B.A. Finance Corporation contended that even if it failed to enforce the total loss provision
in the insurance policy of the motor vehicle subject of the chattel mortgage, said failure does
not operate to extinguish the unpaid balance on the promissory note, considering that the
circumstances obtaining in the case at bar do not fall under Article 1231 of the Civil Code
relative to the modes of extinguishment of obligations.

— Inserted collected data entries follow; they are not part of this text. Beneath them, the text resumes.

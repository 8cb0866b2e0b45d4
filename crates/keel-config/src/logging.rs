use std::io::{self, Write};
use std::path::PathBuf;
use std::sync::{Arc, Mutex, Once};

use schemars::JsonSchema;
use serde::{Deserialize, Serialize};
use tracing_subscriber::fmt::writer::{BoxMakeWriter, MakeWriter, MakeWriterExt};
use tracing_subscriber::layer::SubscriberExt;
use tracing_subscriber::util::SubscriberInitExt;

#[derive(Debug, Clone, PartialEq, Eq, Serialize, Deserialize, JsonSchema)]
#[serde(default)]
#[schemars(deny_unknown_fields)]
pub struct LoggingConfig {
    /// A simple level (`info`, `debug`, ...) or a full `EnvFilter` directive string such
    /// as `info,keel.bsp=trace`.
    pub level: String,

    /// Emit logs as JSON lines.
    pub json: bool,

    /// Write logs to stderr.
    pub stderr: bool,

    /// Append logs to the given file as well. If the file cannot be opened, file logging is
    /// disabled while other sinks stay active.
    #[schemars(with = "Option<String>")]
    pub file: Option<PathBuf>,
}

impl Default for LoggingConfig {
    fn default() -> Self {
        Self {
            level: Self::default_level(),
            json: false,
            stderr: true,
            file: None,
        }
    }
}

impl LoggingConfig {
    fn default_level() -> String {
        "info".to_owned()
    }

    pub(crate) fn normalize_level_directives(input: &str) -> String {
        let trimmed = input.trim();
        if trimmed.is_empty() {
            return Self::default_level();
        }

        match trimmed.to_ascii_lowercase().as_str() {
            "trace" => "trace".to_owned(),
            "debug" => "debug".to_owned(),
            "info" => "info".to_owned(),
            "warn" | "warning" => "warn".to_owned(),
            "error" => "error".to_owned(),
            _ => trimmed.to_owned(),
        }
    }

    fn config_env_filter(&self) -> tracing_subscriber::EnvFilter {
        let directives = Self::normalize_level_directives(&self.level);
        tracing_subscriber::EnvFilter::try_new(directives).unwrap_or_else(|_| {
            tracing_subscriber::EnvFilter::default()
                .add_directive(tracing_subscriber::filter::LevelFilter::INFO.into())
        })
    }

    /// The effective filter: the configured level merged with `RUST_LOG`, if set.
    pub fn env_filter(&self) -> tracing_subscriber::EnvFilter {
        let env_directives = std::env::var("RUST_LOG")
            .ok()
            .map(|value| value.trim().to_owned())
            .filter(|value| !value.is_empty());

        let config_directives = Self::normalize_level_directives(&self.level);

        match env_directives {
            Some(env_directives) => {
                let combined = format!("{config_directives},{env_directives}");
                tracing_subscriber::EnvFilter::try_new(combined)
                    .or_else(|_| tracing_subscriber::EnvFilter::try_new(env_directives))
                    .unwrap_or_else(|_| self.config_env_filter())
            }
            None => self.config_env_filter(),
        }
    }
}

struct SharedFileMakeWriter {
    file: Arc<Mutex<std::fs::File>>,
}

impl<'a> MakeWriter<'a> for SharedFileMakeWriter {
    type Writer = SharedFileWriter;

    fn make_writer(&'a self) -> Self::Writer {
        SharedFileWriter {
            file: Arc::clone(&self.file),
        }
    }
}

struct SharedFileWriter {
    file: Arc<Mutex<std::fs::File>>,
}

impl Write for SharedFileWriter {
    fn write(&mut self, buf: &[u8]) -> io::Result<usize> {
        match self.file.lock() {
            Ok(mut file) => file.write(buf),
            Err(poisoned) => poisoned.into_inner().write(buf),
        }
    }

    fn flush(&mut self) -> io::Result<()> {
        match self.file.lock() {
            Ok(mut file) => file.flush(),
            Err(poisoned) => poisoned.into_inner().flush(),
        }
    }
}

static TRACING_INIT: Once = Once::new();

/// Installs the global `tracing` subscriber.
///
/// Safe to call multiple times; only the first call has an effect. Returns `false` when a
/// subscriber was already installed (by an earlier call or by someone else).
pub fn init_tracing(config: &LoggingConfig) -> bool {
    let mut installed = false;
    TRACING_INIT.call_once(|| {
        let filter = config.env_filter();

        let file = config
            .file
            .as_ref()
            .and_then(|path| {
                std::fs::OpenOptions::new()
                    .create(true)
                    .append(true)
                    .open(path)
                    .ok()
            })
            .map(|file| Arc::new(Mutex::new(file)));

        let make_writer = match (config.stderr, file) {
            (true, Some(file)) => {
                BoxMakeWriter::new(io::stderr.and(SharedFileMakeWriter { file }))
            }
            (true, None) => BoxMakeWriter::new(io::stderr),
            (false, Some(file)) => BoxMakeWriter::new(SharedFileMakeWriter { file }),
            (false, None) => BoxMakeWriter::new(io::sink),
        };

        let registry = tracing_subscriber::registry().with(filter);
        installed = if config.json {
            registry
                .with(
                    tracing_subscriber::fmt::layer()
                        .json()
                        .with_writer(make_writer)
                        .with_ansi(false),
                )
                .try_init()
                .is_ok()
        } else {
            registry
                .with(
                    tracing_subscriber::fmt::layer()
                        .with_writer(make_writer)
                        .with_ansi(false),
                )
                .try_init()
                .is_ok()
        };
    });
    installed
}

Issue: Whether or not BA Finance ca still collect on the deficiency of the Chattel Mortgage.

Held:

In granting B.A. Finance Corporation the aforementioned powers and prerogatives, the
Cuady spouses created in the former’s favor an agency. Thus, under Article 1884 of the
Civil Code of the Philippines, B.A. Finance Corporation is bound by its acceptance to carry
out the agency, and is liable for damages which, through its non-performance, the Cuadys,
the principal in the case at bar, may suffer; in such case, the assignee of the mortgage
agreement is bound by the same stipulation and if the assignee failed to file and prosecute
the insurance claim when the car was damaged totally, the mortgagor is relieved from his
obligation to pay as he suffered a loss because of the failure of the mortgagee to file the
claim.
Under the deed of chattel mortgage, B.A. Finance Corporation was constituted attorney-in-
fact with full power and authority to file, follow-up, prosecute, compromise or settle
insurance claims; to sign execute and deliver the corresponding papers, receipts and
documents to the Insurance Company as may be necessary to prove the claim, and to
collect from the latter the proceeds of insurance to the extent of its interests, in the event
that the mortgaged car suffers any loss or damage.